Нередко на пути из секретариата наркома в свою комнату я видел, как из-за коридорного
поворота появлялась знакомая фигура охранника. И каждый раз это приводило в смятение. Нет,
то не был страх. Я был убежден, что мне ничем не грозит такая встреча. Но тем не менее
возникало непреодолимое желание спрятаться. Через несколько секунд должен появиться
Сталин. Лихорадочно включалась мысль: вернуться обратно в секретариат или быстро добежать
до своей комнаты? Можно спрятаться за одной из гардин, прикрывающих высокие окна, — а
если Сталин заметит, примет меня за злоумышленника или подумает, что у меня совесть
нечиста? Ведь даже когда собеседник не смотрел ему в глаза, он готов был заподозрить крамолу.

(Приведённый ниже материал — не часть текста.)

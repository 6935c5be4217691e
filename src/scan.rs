use crate::adjacency::AdjacencyAccumulator;
use crate::union_find::LabelLut;
use crate::{LabelImage, LabelStats};
use num_traits::Float;
use std::ops::Range;

#[cfg(feature = "parallel")]
pub(crate) mod parallel;
pub(crate) mod serial;

/// Scans a band of raster rows for the current size threshold. For every
/// pixel whose canonical label has a population of exactly `threshold`, the
/// canonical labels of its 4-connected neighbours are recorded in the band's
/// accumulator. Labels are compared after resolution through the union-find
/// snapshot, so regions merged in an earlier pass are treated as identical.
pub(crate) fn scan_rows<T: Float>(
    image: &LabelImage,
    stats: &LabelStats<T>,
    lut: &LabelLut,
    threshold: usize,
    rows: Range<usize>,
) -> AdjacencyAccumulator {
    let mut accumulator = AdjacencyAccumulator::new();
    for y in rows {
        for x in 0..image.width() {
            let current = lut.find(image.label_at(x, y));
            if stats.population_of(current) != threshold {
                continue;
            }
            for neighbour_label in image.neighbour_labels(x, y) {
                let neighbour = lut.find(neighbour_label);
                if neighbour != current {
                    accumulator.record(current, neighbour);
                }
            }
        }
    }
    accumulator
}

— Почему у вас глаза бегают? — Этот его вопрос мог решить судьбу бедняги.
Перебрав все варианты и понимая, что времени не остается, прижимался спиной к стене и
ждал. Процессия медленно проходила мимо. Я бодро произносил:
— Здравствуйте, товарищ Сталин!
Он молча, легким движением руки отвечал на мое приветствие и следовал дальше. Я с
облегчением вздыхал… До сих пор не могу объяснить, отчего при каждой подобной ситуации
меня охватывало оцепенение.
Нервозность возникала и тогда, когда главный помощник вождя Поскребышев или кто-то
из его заместителей предупреждал, что предстоит беседа с американцами и мне ее переводить.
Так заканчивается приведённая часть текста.